The origin of falooda goes back to Iran (Persia), where a similar dessert, faloodeh, is still popular. The dessert came to late Medieval India with the many Central Asian dynasties that invaded and settled in South Asia in the 16th to 18th century. The present form of falooda was developed in the Mughal Empire and spread with its conquests. The Persianate rulers who succeeded from the Mughals patronized the dessert with their own adaptations, specifically in Hyderabad Deccan and the Carnatic areas of present-day India. This beverage is now a part of Pakistani cuisine, Afghan cuisine, Burmese cuisine, Indian cuisine, Bangladeshi cuisine and Sri Lankan cuisine and is served on weddings and other occasions. In Sri Lanka, predominantly referred to as 'Faluda', but 'Falooda' is also accepted, (ෆලුඩා / ஃபலூடா) is often consumed as a popular dairy refreshment.

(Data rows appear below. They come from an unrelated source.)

//! Decides when to recompute the leaderboard and publishes the result.
//!
//! One scheduler task owns each location's snapshot. Change notifications
//! are debounced so a burst becomes a single aggregation pass, at most one
//! pass is in flight at a time, and a notification arriving mid-pass is
//! remembered rather than dropped. Consumers subscribe read-only through a
//! watch channel; all state transitions happen inside the task, so there
//! is no shared mutable aggregate state to protect.

use std::sync::Arc;
use std::time::Duration;

use tokio::sync::{Mutex, mpsc, watch};
use tokio::task::JoinHandle;

use crate::aggregate::aggregate;
use crate::error::RecomputeError;
use crate::model::{LocationId, Window};
use crate::snapshot::Snapshot;
use crate::store::EntityStore;
use crate::tracker::ActiveSessionTracker;

/// How many notifications the scheduler buffers. A full queue already
/// implies a recompute is due, so further tokens can be dropped.
const NOTIFY_BUFFER: usize = 64;

/// Configuration for the recompute scheduler.
///
/// # Examples
///
/// ```
/// use std::time::Duration;
/// use upsell_board::SchedulerConfig;
///
/// let config = SchedulerConfig {
///     debounce: Duration::from_millis(100),
///     ..SchedulerConfig::default()
/// };
/// assert_eq!(config.debounce, Duration::from_millis(100));
/// assert_eq!(config.query_timeout, Duration::from_secs(5));
/// ```
#[derive(Debug, Clone)]
pub struct SchedulerConfig {
    /// Quiet period after a notification before a recompute starts.
    /// Notifications arriving within the period restart it, coalescing a
    /// burst into one aggregation pass.
    ///
    /// Default: 250 milliseconds.
    pub debounce: Duration,

    /// Upper bound on each store access inside a recompute. On expiry the
    /// pass counts as failed and the last published snapshot stays
    /// current, so a store that never answers cannot wedge the scheduler.
    ///
    /// Default: 5 seconds.
    pub query_timeout: Duration,
}

impl Default for SchedulerConfig {
    fn default() -> Self {
        Self {
            debounce: Duration::from_millis(250),
            query_timeout: Duration::from_secs(5),
        }
    }
}

#[derive(Debug, Clone, Copy, PartialEq, Eq)]
enum Phase {
    Idle,
    Pending,
    Running,
}

/// The Idle -> Pending -> Running machine, kept free of I/O so every
/// transition can be tested directly.
#[derive(Debug)]
struct RecomputeState {
    phase: Phase,
    run_again: bool,
}

impl RecomputeState {
    /// Startup behaves as if a notification just arrived and its quiet
    /// period already elapsed, so the first view is never empty merely
    /// because no change event has occurred yet.
    fn starting() -> Self {
        Self {
            phase: Phase::Running,
            run_again: false,
        }
    }

    fn phase(&self) -> Phase {
        self.phase
    }

    /// A change notification arrived. While Pending the caller restarts
    /// the debounce timer; while Running the request is recorded so the
    /// completion handler re-arms instead of going idle.
    fn on_notify(&mut self) {
        match self.phase {
            Phase::Idle => self.phase = Phase::Pending,
            Phase::Pending => {}
            Phase::Running => self.run_again = true,
        }
    }

    /// The debounce timer fired.
    fn on_debounce_elapsed(&mut self) {
        debug_assert_eq!(self.phase, Phase::Pending);
        self.phase = Phase::Running;
    }

    /// A recompute finished, successfully or not. Returns `true` when a
    /// notification arrived mid-run and the debounce must be re-armed.
    fn on_run_complete(&mut self) -> bool {
        if self.run_again {
            self.run_again = false;
            self.phase = Phase::Pending;
            true
        } else {
            self.phase = Phase::Idle;
            false
        }
    }
}

/// Handle to a running scheduler task.
///
/// `Clone` is cheap -- all fields are channel endpoints or `Arc`-wrapped.
/// Dropping a handle does not stop the task mid-recompute; call
/// [`shutdown`](SchedulerHandle::shutdown) for graceful termination.
#[derive(Clone)]
pub struct SchedulerHandle {
    notify_tx: mpsc::Sender<()>,
    snapshot_rx: watch::Receiver<Option<Arc<Snapshot>>>,
    shutdown_tx: watch::Sender<bool>,
    task: Arc<Mutex<Option<JoinHandle<()>>>>,
}

impl SchedulerHandle {
    /// Report that something changed and the leaderboard may be stale.
    ///
    /// Cheap and non-blocking; callers fire this on every relevant change
    /// event and the scheduler coalesces the burst.
    pub fn notify(&self) {
        // A full queue or a stopped scheduler both mean the token carries
        // no new information; drop it.
        let _ = self.notify_tx.try_send(());
    }

    /// Subscribe to published snapshots.
    ///
    /// The receiver starts at the latest published value (`None` until the
    /// first recompute completes). Dropping it cancels only this
    /// subscription; in-flight recomputes and other subscribers are
    /// unaffected.
    pub fn subscribe(&self) -> watch::Receiver<Option<Arc<Snapshot>>> {
        self.snapshot_rx.clone()
    }

    /// The most recently published snapshot, if any.
    pub fn latest(&self) -> Option<Arc<Snapshot>> {
        self.snapshot_rx.borrow().clone()
    }

    /// Signal the scheduler to stop and wait for the task to finish.
    ///
    /// An in-flight aggregation pass is allowed to complete and publish
    /// first. Calling `shutdown` more than once is safe.
    pub async fn shutdown(&self) {
        let _ = self.shutdown_tx.send(true);
        let task = self.task.lock().await.take();
        if let Some(join_handle) = task {
            if let Err(error) = join_handle.await {
                tracing::error!(error = %error, "scheduler task panicked");
            }
        }
    }
}

/// Spawn the scheduler task for one location.
///
/// The task immediately computes and publishes a first snapshot, then
/// recomputes on (debounced) notifications until shut down.
pub fn spawn_scheduler<S: EntityStore>(
    store: Arc<S>,
    location_id: LocationId,
    config: SchedulerConfig,
) -> SchedulerHandle {
    let (notify_tx, notify_rx) = mpsc::channel(NOTIFY_BUFFER);
    let (snapshot_tx, snapshot_rx) = watch::channel(None);
    let (shutdown_tx, shutdown_rx) = watch::channel(false);

    let tracker = ActiveSessionTracker::new(store.clone(), location_id);
    let task = tokio::spawn(run_scheduler_loop(
        store,
        tracker,
        location_id,
        config,
        notify_rx,
        snapshot_tx,
        shutdown_rx,
    ));

    SchedulerHandle {
        notify_tx,
        snapshot_rx,
        shutdown_tx,
        task: Arc::new(Mutex::new(Some(task))),
    }
}

async fn run_scheduler_loop<S: EntityStore>(
    store: Arc<S>,
    tracker: ActiveSessionTracker<S>,
    location_id: LocationId,
    config: SchedulerConfig,
    mut notify_rx: mpsc::Receiver<()>,
    snapshot_tx: watch::Sender<Option<Arc<Snapshot>>>,
    mut shutdown_rx: watch::Receiver<bool>,
) {
    let mut state = RecomputeState::starting();
    let mut version: u64 = 0;
    let mut shutdown = false;
    let mut notifiers_gone = false;

    loop {
        match state.phase() {
            Phase::Idle => {
                // With every notifier gone no further work can arrive.
                if shutdown || notifiers_gone {
                    break;
                }
                tokio::select! {
                    message = notify_rx.recv() => match message {
                        Some(()) => state.on_notify(),
                        None => notifiers_gone = true,
                    },
                    result = shutdown_rx.changed() => {
                        if result.is_err() || *shutdown_rx.borrow() {
                            shutdown = true;
                        }
                    }
                }
            }

            Phase::Pending => {
                let debounce = tokio::time::sleep(config.debounce);
                tokio::pin!(debounce);
                loop {
                    tokio::select! {
                        _ = &mut debounce => {
                            state.on_debounce_elapsed();
                            break;
                        }
                        message = notify_rx.recv(), if !notifiers_gone => match message {
                            Some(()) => {
                                // Coalesce: restart the quiet period.
                                debounce
                                    .as_mut()
                                    .reset(tokio::time::Instant::now() + config.debounce);
                            }
                            None => notifiers_gone = true,
                        },
                        result = shutdown_rx.changed(), if !shutdown => {
                            if result.is_err() || *shutdown_rx.borrow() {
                                shutdown = true;
                            }
                        }
                    }
                    if shutdown {
                        return;
                    }
                }
            }

            Phase::Running => {
                let recompute = recompute_once(store.as_ref(), &tracker, location_id, &config);
                tokio::pin!(recompute);
                let outcome = loop {
                    tokio::select! {
                        outcome = &mut recompute => break outcome,
                        message = notify_rx.recv(), if !notifiers_gone => match message {
                            // Never start a second concurrent pass; record
                            // the request for when this one completes.
                            Some(()) => state.on_notify(),
                            None => notifiers_gone = true,
                        },
                        result = shutdown_rx.changed(), if !shutdown => {
                            // Let the in-flight pass finish; subscribers
                            // may depend on its result.
                            if result.is_err() || *shutdown_rx.borrow() {
                                shutdown = true;
                            }
                        }
                    }
                };

                match outcome {
                    Ok(mut snapshot) => {
                        version += 1;
                        snapshot.version = version;
                        tracing::debug!(
                            location_id = %location_id,
                            version,
                            rows = snapshot.rows.len(),
                            "snapshot published"
                        );
                        snapshot_tx.send_replace(Some(Arc::new(snapshot)));
                    }
                    Err(error) => {
                        tracing::warn!(
                            location_id = %location_id,
                            error = %error,
                            "recompute failed; keeping last published snapshot"
                        );
                    }
                }

                let rearm = state.on_run_complete();
                if shutdown || (!rearm && notifiers_gone) {
                    break;
                }
            }
        }
    }

    tracing::debug!(location_id = %location_id, "scheduler stopped");
}

/// One full aggregation pass: snapshot the active set, then aggregate, so
/// "who is active" and "whose transactions count" agree within the result.
async fn recompute_once<S: EntityStore>(
    store: &S,
    tracker: &ActiveSessionTracker<S>,
    location_id: LocationId,
    config: &SchedulerConfig,
) -> Result<Snapshot, RecomputeError> {
    let (active, mut anomalies) = match tracker.refresh_bounded(config.query_timeout).await {
        Ok(result) => result,
        Err(error) => {
            // Stale staff on a live board beats missing staff; the next
            // notification retries.
            tracing::warn!(
                location_id = %location_id,
                error = %error,
                "active set refresh failed; using last known set"
            );
            (tracker.last_known().await, Vec::new())
        }
    };

    let window = Window::today_local();
    let run = aggregate(store, location_id, &active, window);
    let mut snapshot = match tokio::time::timeout(config.query_timeout, run).await {
        Ok(result) => result?,
        Err(_elapsed) => return Err(RecomputeError::Timeout(config.query_timeout)),
    };

    anomalies.append(&mut snapshot.anomalies);
    snapshot.anomalies = anomalies;
    Ok(snapshot)
}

==Metaphorical references==
In idiomatic Hindustani, hunterian is sometimes used as a reference to something that has been shredded, which is an allusion to the vermicelli noodles. For example, someone who falls into disrepute might say that his or her hunterian has been turned to hunterian (इज़्ज़त का फ़ालूदा, ), which is roughly equivalent to saying "my reputation is shot".

==Variants==
- Some Pakistani versions consist of translucent wheat-starch noodles, and flavoured syrup.
- In Myanmar, phaluda (ဖာလူဒါ) is made with basil seeds, grass jelly, egg pudding, vanilla ice cream, sweetened milk and rose syrup. More elaborate versions also incorporate sago, rice noodles, fruit jelly, and chopped fruit.
- In southern Bangladesh, falooda is made with pandan extract, pistachios, sago pearls, creamed coconut, mango, milk and vermicelli, and may even include strong black tea.
- Malaysia and Singapore have a similar drink called bandung.
- Thailand has a similar drink, nam maenglak (น้ำแมงลัก), which is made with lemon basil seeds, shredded jelly, tapioca pearls, and Job's tears mixed with sugar, water, and rose water.
- In Sri Lanka, basil seeds, jelly cubes, are used to garnish faluda (also spelled 'falooda'), and the drink is often topped with ice cream. Other faluda variants like mango and nelli/nelikai (gooseberry) flavoured faluda also exist.
- The Iraqi Kurds make a version with thicker vermicelli.
- The Mauritian version is called alouda.
- A variant known as a "Bombay crush" is popular amongst South African Indians.
- In Guyana, a solid gelatin-like version is made with condensed milk.